Have you ever been in a discussion with someone who was trying to sound intelligent, or like they knew what they were talking about, but it was glaringly obvious that they had no clue what they were saying? The result is usually some incoherent babble that sometimes leaves you unable to respond because you really have no idea what the heck they just said – because it didn’t make any sense.
Ladies and gentlemen I introduce you to Rick Perry’s comments on net neutrality. It’s not every day that someone tries to compare the fight to keep net neutrality with anything from the time period of the Great Depression, because that would make very little sense.
Except that’s exactly what Perry did.
“President Obama’s call to saddle 21st century technology with outdated, unnecessary regulations from the era of the Great Depression is alarming and will stifle innovation and growth,” Perry said.
He’s obviously referring to Obama’s attempt to reclassify the internet as a public utility, so that corporations can’t screw over consumers when it comes to internet access. Let’s think about Perry’s comments for a moment. Just because a law (that’s proven to be successful by the way) is from the 30’s, does that mean it’s suddenly invalid and worthless?
By Perry’s standards of “outdated,” couldn’t we then say our entire Constitution is outdated? After all, it was written in the late-1700’s. You’re telling me the quartering of soldiers during a time of war is a big issue in the 21st century? That’s what our Third Amendment addresses.
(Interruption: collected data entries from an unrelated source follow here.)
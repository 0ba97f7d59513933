pub mod progress_aggregator;
pub mod progress_snapshot;

pub use progress_aggregator::{ProgressAggregator, ProgressWatcher};
pub use progress_snapshot::ProgressSnapshot;
use std::path::PathBuf;

use thiserror::Error;

#[derive(Debug, Error)]
pub enum ArchiveError {
    #[error("站点目录不存在: {0}")]
    MissingSiteDir(PathBuf),

    #[error("读写文件失败 {path}: {source}")]
    Io {
        path: PathBuf,
        #[source]
        source: std::io::Error,
    },

    #[error("写入 zip 失败: {0}")]
    Zip(#[from] zip::result::ZipError),

    #[error("打包任务异常退出: {0}")]
    TaskJoin(#[from] tokio::task::JoinError),
}
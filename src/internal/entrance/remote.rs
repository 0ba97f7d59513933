use std::path::PathBuf;
use std::sync::Arc;

use crate::internal::netlify::functions::list_site_files;
use crate::internal::netlify::structs::{
    ManifestFetchError, NetlifyAuth, NetlifyFileSource,
};
use crate::internal::orchestrator::structs::{DownloadOrchestrator, RunContext};
use crate::internal::scheduler::structs::SchedulerConfig;

/// 准备一次站点下载时的参数
#[derive(Debug, Clone)]
pub struct SiteDownloadParams {
    pub site_id: String,
    /// 下载根目录，站点文件落在 `downloads_root/<site_id>/` 下
    pub downloads_root: PathBuf,
    pub scheduler: SchedulerConfig,
}

/// 拉取站点文件清单，构造好编排器但不开始下载
///
/// 调用方可以先订阅进度与状态、检查清单是否为空，再调用 `run`。
///
/// example:
/// ```ignore
/// let auth = NetlifyAuth::new(&token)?;
/// let orchestrator = prepare_site_download(&auth, SiteDownloadParams {
///     site_id: "my-site".into(),
///     downloads_root: "downloads".into(),
///     scheduler: SchedulerConfig::default(),
/// }).await?;
/// let summary = orchestrator.run().await?;
/// ```
pub async fn prepare_site_download(
    auth: &NetlifyAuth,
    params: SiteDownloadParams,
) -> Result<DownloadOrchestrator, ManifestFetchError> {
    let manifest = list_site_files(auth, &params.site_id).await?;

    let source = Arc::new(NetlifyFileSource::new(
        auth.clone(),
        params.site_id.clone(),
    ));
    let context = RunContext::new(params.site_id, params.downloads_root, source)
        .with_scheduler(params.scheduler);

    Ok(DownloadOrchestrator::new(context, manifest))
}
But what infuriates me most is how Perry, and others who think like he does, continue to perpetuate this ridiculous idea that the internet as we have known it since its inception has somehow been “stifling toward growth.” What the hell are these idiots even talking about? Net neutrality is about keeping the internet exactly how it’s been since it went mainstream. What ending net neutrality does is it gives the right for internet service providers to determine what sites are given access to what speeds based on who pays the ransoms they’ll demand for better service.
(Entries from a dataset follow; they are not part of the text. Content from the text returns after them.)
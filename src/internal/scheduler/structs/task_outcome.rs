use std::path::PathBuf;

use crate::internal::fetcher::structs::FetchError;

/// 单个任务的终态。
#[derive(Debug)]
pub struct TaskOutcome {
    /// 在清单中的位置
    pub index: usize,
    /// 清单中的原始路径
    pub source_path: String,
    /// 本地路径；路径非法时为 `None`
    pub destination_path: Option<PathBuf>,
    /// 实际写入的字节数（失败时为部分写入量）
    pub bytes_received: u64,
    pub result: Result<(), FetchError>,
}

impl TaskOutcome {
    pub fn is_success(&self) -> bool {
        self.result.is_ok()
    }

    pub fn error(&self) -> Option<&FetchError> {
        self.result.as_ref().err()
    }
}

/// 一次调度的汇总。
#[derive(Debug, Default)]
pub struct SchedulerReport {
    /// 按清单顺序排列的任务终态，只包含真正放行过的任务
    pub outcomes: Vec<TaskOutcome>,
    /// 放行过的批次数（连续放行模式下按每 `max_concurrency` 个任务计一批）
    pub batches_admitted: usize,
    /// 因提前中止而未放行的条目数
    pub not_admitted: usize,
}

impl SchedulerReport {
    pub fn succeeded(&self) -> usize {
        self.outcomes.iter().filter(|o| o.is_success()).count()
    }

    pub fn failed(&self) -> usize {
        self.outcomes.len() - self.succeeded()
    }

    pub fn bytes_received(&self) -> u64 {
        self.outcomes.iter().map(|o| o.bytes_received).sum()
    }
}
use std::path::PathBuf;
use std::time::Duration;

use clap::{Parser, ValueEnum};
use site_downloader::netlify::constants::{DEFAULT_API_BASE, DEFAULT_CALLBACK_PORT};
use site_downloader::scheduler::{
    ErrorPolicy, SchedulerConfig, SchedulingMode, DEFAULT_INTER_BATCH_DELAY_MS,
    DEFAULT_MAX_CONCURRENCY,
};

#[derive(Debug, Clone, Copy, PartialEq, Eq, ValueEnum)]
pub enum ModeArg {
    /// 整批放行，一批全部结束后再放行下一批
    Batched,
    /// 任一名额空出即放行下一个任务
    Pipelined,
}

/// 下载 Netlify 站点当前部署的全部文件
#[derive(Debug, Parser)]
#[command(name = "site-downloader", version)]
pub struct Args {
    /// Netlify OAuth 应用的 client id
    #[arg(long = "client-id", alias = "client", env = "NETLIFY_CLIENT_ID")]
    pub client_id: Option<String>,

    /// 要下载的站点 id
    #[arg(long = "site-id", alias = "site", env = "NETLIFY_SITE_ID")]
    pub site_id: Option<String>,

    /// 直接使用已有令牌，跳过浏览器授权
    #[arg(long, env = "NETLIFY_AUTH_TOKEN", hide_env_values = true)]
    pub token: Option<String>,

    /// 下载完成后打包为 zip
    #[arg(long, conflicts_with = "no_zip")]
    pub zip: bool,

    /// 下载完成后不打包
    #[arg(long = "no-zip")]
    pub no_zip: bool,

    /// 同时在途的下载数上限
    #[arg(long, default_value_t = DEFAULT_MAX_CONCURRENCY)]
    pub concurrency: usize,

    /// 批次间隔（毫秒）
    #[arg(long = "batch-delay-ms", default_value_t = DEFAULT_INTER_BATCH_DELAY_MS)]
    pub batch_delay_ms: u64,

    /// 放行方式
    #[arg(long, value_enum, default_value_t = ModeArg::Pipelined)]
    pub mode: ModeArg,

    /// 出现首个失败后不再放行新任务
    #[arg(long = "fail-fast")]
    pub fail_fast: bool,

    /// 删除失败任务留下的部分文件
    #[arg(long = "cleanup-partial")]
    pub cleanup_partial: bool,

    /// 下载根目录
    #[arg(long = "out-dir", default_value = "downloads")]
    pub out_dir: PathBuf,

    /// Netlify API 地址
    #[arg(long = "api-base", default_value = DEFAULT_API_BASE)]
    pub api_base: String,

    /// 本地授权回调端口
    #[arg(long, default_value_t = DEFAULT_CALLBACK_PORT)]
    pub port: u16,

    /// 输出调试日志
    #[arg(short, long)]
    pub verbose: bool,
}

impl Args {
    /// 命令行明确指定的打包选择，未指定时为 `None`
    pub fn zip_choice(&self) -> Option<bool> {
        match (self.zip, self.no_zip) {
            (true, _) => Some(true),
            (_, true) => Some(false),
            _ => None,
        }
    }

    pub fn scheduler_config(&self) -> SchedulerConfig {
        SchedulerConfig {
            max_concurrency: self.concurrency,
            inter_batch_delay: Duration::from_millis(self.batch_delay_ms),
            mode: match self.mode {
                ModeArg::Batched => SchedulingMode::Batched,
                ModeArg::Pipelined => SchedulingMode::Pipelined,
            },
            error_policy: if self.fail_fast {
                ErrorPolicy::AbortOnFirstError
            } else {
                ErrorPolicy::Continue
            },
            cleanup_partial_files: self.cleanup_partial,
        }
    }
}
pub mod batch_scheduler;
pub mod scheduler_config;
pub mod task_outcome;

pub use batch_scheduler::{plan_batches, BatchScheduler};
pub use scheduler_config::{
    ErrorPolicy, SchedulerConfig, SchedulingMode, DEFAULT_INTER_BATCH_DELAY_MS,
    DEFAULT_MAX_CONCURRENCY,
};
pub use task_outcome::{SchedulerReport, TaskOutcome};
In other words, it puts access to the internet in complete control of ISPs. Just because a consumer pays $50 per month for 30 mbps download speeds doesn’t mean every website they visit will be delivered to them at those speeds (like we have right now) if companies like Comcast and Verizon get their way. So not only will net neutrality screw over businesses (particularly small and mid-sized ones that can’t afford to pay these fees), but consumers will essentially be paying for download speeds that they’re not getting.
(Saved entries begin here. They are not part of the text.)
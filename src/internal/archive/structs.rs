pub mod archive_error;

pub use archive_error::ArchiveError;
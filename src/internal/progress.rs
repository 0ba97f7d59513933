//! 进度领域：整体字节/文件计数的并发聚合与展示帧广播。

pub mod structs;
//! 一次站点下载的编排：准备目录、驱动调度、汇总结果。

pub mod structs;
Though Perry continued to prove that he apparently has no damn idea what net neutrality means by saying, “Instead, we should embrace a business and regulatory climate that encourages competition and empowers consumers with greater choice and access to high-speed internet and all the business, consumer, education and health care benefits that come with it.”
First, the vast majority of consumers have zero choice when it comes to internet providers. A problem that seems to only be getting worse as more of these companies continue to merge. Secondly, what ending net neutrality does is it discourages competition by giving a massive advantage to corporations that can afford to pay premium fees to internet service providers so that their websites are delivered to consumers at usable speeds.
Preserving net neutrality is the epitome of supporting a free and open internet. Without it, our internet access essentially becomes controlled by companies like Comcast and Verizon that will then determine what websites will be delivered to consumers at what speed. And if websites that you might particularly enjoy visiting refuse to pay these companies these fees, those sites can then be throttled down to such a slow speed that they’ll essentially be unusable to the consumer.
Imagine a small, online-only business with a revenue of about $200k annually being told by one of these internet providers that they need to pay $100k per year otherwise they’ll throttle access to their website down to unusable levels. Not only is that borderline blackmail, but even if that company did pay those fees it would essentially kill innovation and any hope for possible future growth.
Net neutrality shouldn’t be a left or a right thing, because that’s idiotic. The only people who should support ending net neutrality should be big telecoms such as Verizon and Comcast, because they’re the only ones who stand to benefit from killing it.
We have to make our voices heard on this issues. We must be fierce, relentless and unwavering in our stance to ensure that the internet remains the greatest vessel for information and innovation humankind has ever seen.
Because if we don’t, people like Rick Perry are determined to destroy the internet as we know it.